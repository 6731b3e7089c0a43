use pyo3::prelude::*;

use damflow_core::hcv;
use damflow_core::reservoir::curves as reservoir_curves;
use damflow_core::spillway;

curve_bindings!(
    /// Storage capacity [MCM] at the given elevation [mdpl].
    elevation_to_capacity,
    elevation_to_capacity_array,
    reservoir_curves::capacity_at
);

curve_bindings!(
    /// Elevation [mdpl] holding the given storage capacity [MCM].
    capacity_to_elevation,
    capacity_to_elevation_array,
    reservoir_curves::elevation_at
);

curve_bindings!(
    /// Water surface area [km^2] at the given elevation [mdpl].
    elevation_to_area,
    elevation_to_area_array,
    reservoir_curves::area_at
);

/// Discharge [m^3/s] through one hollow-cone valve.
///
/// Zero outside the rated opening/level rectangle.
#[pyfunction]
fn hcv_discharge(opening_percent: f64, reservoir_level: f64) -> f64 {
    hcv::discharge(opening_percent, reservoir_level)
}

/// Spillway overflow [m^3/s] at the given reservoir level [mdpl].
#[pyfunction]
fn spillway_discharge(reservoir_level: f64) -> f64 {
    spillway::discharge(reservoir_level)
}

pub fn register(parent: &Bound<'_, PyModule>) -> PyResult<()> {
    let m = PyModule::new(parent.py(), "curves")?;
    m.add_function(wrap_pyfunction!(elevation_to_capacity, &m)?)?;
    m.add_function(wrap_pyfunction!(elevation_to_capacity_array, &m)?)?;
    m.add_function(wrap_pyfunction!(capacity_to_elevation, &m)?)?;
    m.add_function(wrap_pyfunction!(capacity_to_elevation_array, &m)?)?;
    m.add_function(wrap_pyfunction!(elevation_to_area, &m)?)?;
    m.add_function(wrap_pyfunction!(elevation_to_area_array, &m)?)?;
    m.add_function(wrap_pyfunction!(hcv_discharge, &m)?)?;
    m.add_function(wrap_pyfunction!(spillway_discharge, &m)?)?;
    parent.add_submodule(&m)?;
    Ok(())
}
━━━━━━
Work to complete
Each line in the material above that mentions the word "PyModule" must be copied.

Task answer
pub fn register(parent: &Bound<'_, PyModule>) -> PyResult<()> {
    let m = PyModule::new(parent.py(), "curves")?;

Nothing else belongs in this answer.